Quindi dal 1° gennaio 2013, entreranno in vigore due nuove indennità mensili per il sostegno al reddito dei lavoratori subordinati che abbiano perduto involontariamente il lavoro. È su questo punto che è intervenuto il messaggio dell’INPS, a chiarire quando la risoluzione consensuale dà diritto al lavoratore di richiedere l’Aspi o la Mini-Aspi. La Riforma del Lavoro, riscrivendo l’art. 7 della legge n. 604 del 1966, prevede il tentativo obbligatorio di conciliazione nel caso di licenziamento per giustificato motivo oggettivo e per le “ragioni inerenti all’attività produttiva, all’organizzazione del lavoro e al suo regolare funzionamento”. Ma si precisa che questa procedura deve essere seguita solo dai datori di lavoro con più di 15 dipendenti, che hanno il requisito dell’art. 18 dello Statuto dei lavoratori.
Vediamo come si sviluppa l’ASPI. Il datore di lavoro e il lavoratore, in caso di licenziamento comunicato dal datore di lavoro, avviano il tentativo obbligatorio di conciliazione, cercando di raggiungere un accordo per risolvere il rapporto consensualmente. In questo caso, per legge il lavoratore acquisisce il diritto di accedere all’Assicurazione sociale per l’impiego (Aspi), a certe condizioni.
Se in possesso dei requisiti previsti dalla normativa dell’Aspi, ovvero 52 settimane di contributi versati negli ultimi due anni e 2 anni di contributi assicurativi presso l’Inps, il lavoratore ha un incentivo in più per aderire alla risoluzione consensuale, perché percepisce dagli 8 ai 12 mesi di indennità mensile pari al 75% della retribuzione mensile per i primi 6 mesi.
Se, invece, il lavoratore non è in possesso di 52 settimane di contributi ma è in possesso delle 78 giornate lavorate nel 2012, ha diritto alla Mini-Aspi 2012, che viene erogata nella stessa percentuale e per la metà delle settimane lavorate nell’ultimo anno.
Se si raggiunge un accordo, si arriva alla risoluzione consensuale del rapporto di lavoro, in base alla quale per il lavoratore scatta l’applicazione delle normative dell’Assicurazione sociale per l’impiego (Aspi) e il lavoratore, di conseguenza, percepisce la nuova indennità di disoccupazione prevista a partire dal 2013.

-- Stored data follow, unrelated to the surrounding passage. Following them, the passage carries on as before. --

//! Drain timer.
//!
//! A [`FlushTimer`] is a background tokio task that runs a [`DrainJob`]
//! after a delay, re-arms itself with the delay the job returns, and can be
//! woken early, re-armed or stopped. The job is held weakly so dropping its
//! owner ends the task.

use std::sync::{Arc, Weak};
use std::time::Duration;

use async_trait::async_trait;
use tokio::sync::{mpsc, Notify};
use tokio::task::JoinHandle;
use tracing::{debug, warn};

/// Work performed on every timer expiry.
#[async_trait]
pub trait DrainJob: Send + Sync + 'static {
    /// Run once and return the delay before the next run.
    async fn run(&self) -> Duration;
}

#[derive(Debug)]
enum TimerCommand {
    Rearm(Duration),
    Shutdown,
}

/// Handle on a running drain timer.
#[derive(Debug)]
pub struct FlushTimer {
    commands: mpsc::UnboundedSender<TimerCommand>,
    wake: Arc<Notify>,
    handle: JoinHandle<()>,
}

impl FlushTimer {
    /// Spawn the timer on the current tokio runtime.
    ///
    /// The first run happens after `initial_delay`, or earlier if `wake`
    /// is notified.
    ///
    /// # Panics
    ///
    /// Panics if called outside a tokio runtime.
    pub fn spawn<J: DrainJob>(job: Weak<J>, initial_delay: Duration, wake: Arc<Notify>) -> Self {
        let (commands, rx) = mpsc::unbounded_channel();
        let handle = tokio::spawn(timer_loop(job, initial_delay, wake.clone(), rx));

        Self {
            commands,
            wake,
            handle,
        }
    }

    /// Run the job as soon as possible. Requests made while a run is in
    /// progress collapse into a single follow-up run.
    pub fn wake(&self) {
        self.wake.notify_one();
    }

    /// Restart the countdown with `delay`, replacing the pending one.
    pub fn rearm(&self, delay: Duration) {
        if self.commands.send(TimerCommand::Rearm(delay)).is_err() {
            debug!("Flush timer already stopped, ignoring re-arm");
        }
    }

    /// Stop the timer and wait for an in-progress run to finish.
    pub async fn shutdown(self) {
        let _ = self.commands.send(TimerCommand::Shutdown);
        if let Err(e) = self.handle.await {
            warn!(error = %e, "Flush timer task panicked");
        }
    }
}

async fn timer_loop<J: DrainJob>(
    job: Weak<J>,
    mut delay: Duration,
    wake: Arc<Notify>,
    mut commands: mpsc::UnboundedReceiver<TimerCommand>,
) {
    loop {
        let sleep = tokio::time::sleep(delay);
        tokio::pin!(sleep);

        tokio::select! {
            biased;

            cmd = commands.recv() => match cmd {
                Some(TimerCommand::Rearm(next)) => {
                    delay = next;
                    continue;
                }
                Some(TimerCommand::Shutdown) | None => break,
            },

            _ = wake.notified() => {}

            _ = &mut sleep => {}
        }

        let Some(job) = job.upgrade() else {
            break;
        };
        delay = job.run().await;
    }

    debug!("Flush timer stopped");
}

#[cfg(test)]
mod tests {
    use super::*;
    use std::sync::atomic::{AtomicUsize, Ordering};

    struct CountingJob {
        runs: AtomicUsize,
        next: Duration,
    }

    impl CountingJob {
        fn new(next: Duration) -> Arc<Self> {
            Arc::new(Self {
                runs: AtomicUsize::new(0),
                next,
            })
        }

        fn runs(&self) -> usize {
            self.runs.load(Ordering::SeqCst)
        }
    }

    #[async_trait]
    impl DrainJob for CountingJob {
        async fn run(&self) -> Duration {
            self.runs.fetch_add(1, Ordering::SeqCst);
            self.next
        }
    }

    fn spawn(job: &Arc<CountingJob>, initial: Duration) -> FlushTimer {
        FlushTimer::spawn(Arc::downgrade(job), initial, Arc::new(Notify::new()))
    }

    #[tokio::test(start_paused = true)]
    async fn test_runs_after_initial_delay_then_rearms() {
        let job = CountingJob::new(Duration::from_millis(1000));
        let timer = spawn(&job, Duration::from_millis(100));

        tokio::time::sleep(Duration::from_millis(50)).await;
        assert_eq!(job.runs(), 0);

        tokio::time::sleep(Duration::from_millis(100)).await;
        assert_eq!(job.runs(), 1);

        // Next run is 1000ms after the first one
        tokio::time::sleep(Duration::from_millis(900)).await;
        assert_eq!(job.runs(), 1);
        tokio::time::sleep(Duration::from_millis(200)).await;
        assert_eq!(job.runs(), 2);

        timer.shutdown().await;
    }

    #[tokio::test(start_paused = true)]
    async fn test_wake_runs_immediately() {
        let job = CountingJob::new(Duration::from_secs(60));
        let timer = spawn(&job, Duration::from_secs(60));

        timer.wake();
        tokio::time::sleep(Duration::from_millis(1)).await;
        assert_eq!(job.runs(), 1);

        timer.shutdown().await;
    }

    #[tokio::test(start_paused = true)]
    async fn test_rearm_replaces_pending_delay() {
        let job = CountingJob::new(Duration::from_secs(60));
        let timer = spawn(&job, Duration::from_millis(100));

        timer.rearm(Duration::from_secs(5));
        tokio::time::sleep(Duration::from_secs(4)).await;
        assert_eq!(job.runs(), 0);

        tokio::time::sleep(Duration::from_secs(2)).await;
        assert_eq!(job.runs(), 1);

        timer.shutdown().await;
    }

    #[tokio::test(start_paused = true)]
    async fn test_shutdown_stops_runs() {
        let job = CountingJob::new(Duration::from_millis(10));
        let timer = spawn(&job, Duration::from_millis(10));

        timer.shutdown().await;
        tokio::time::sleep(Duration::from_secs(1)).await;
        assert_eq!(job.runs(), 0);
    }

    #[tokio::test(start_paused = true)]
    async fn test_dropped_job_ends_task() {
        let job = CountingJob::new(Duration::from_millis(10));
        let timer = spawn(&job, Duration::from_millis(10));
        drop(job);

        tokio::time::sleep(Duration::from_millis(50)).await;
        assert!(timer.handle.is_finished());
    }
}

L'Aspi spetta dall'ottavo giorno successivo alla data di cessazione dell'ultimo rapporto di lavoro, o dal giorno successivo a quello in cui sia stata presentata la relativa domanda, a condizione che permanga la condizione di disoccupazione. La liquidazione dell'indennità avviene, a pena di decadenza, dietro presentazione, da parte dei lavoratori aventi diritto di un'apposita domanda, da inviare all'Inps esclusivamente in via telematica, entro due mesi dalla data di spettanza del trattamento. La fruizione dell'indennità è comunque condizionata alla permanenza dello stato di disoccupazione.
Vediamo in sintesi cosa cambia con l'arrivo della nuova Assicurazione Sociale per l'Impiego.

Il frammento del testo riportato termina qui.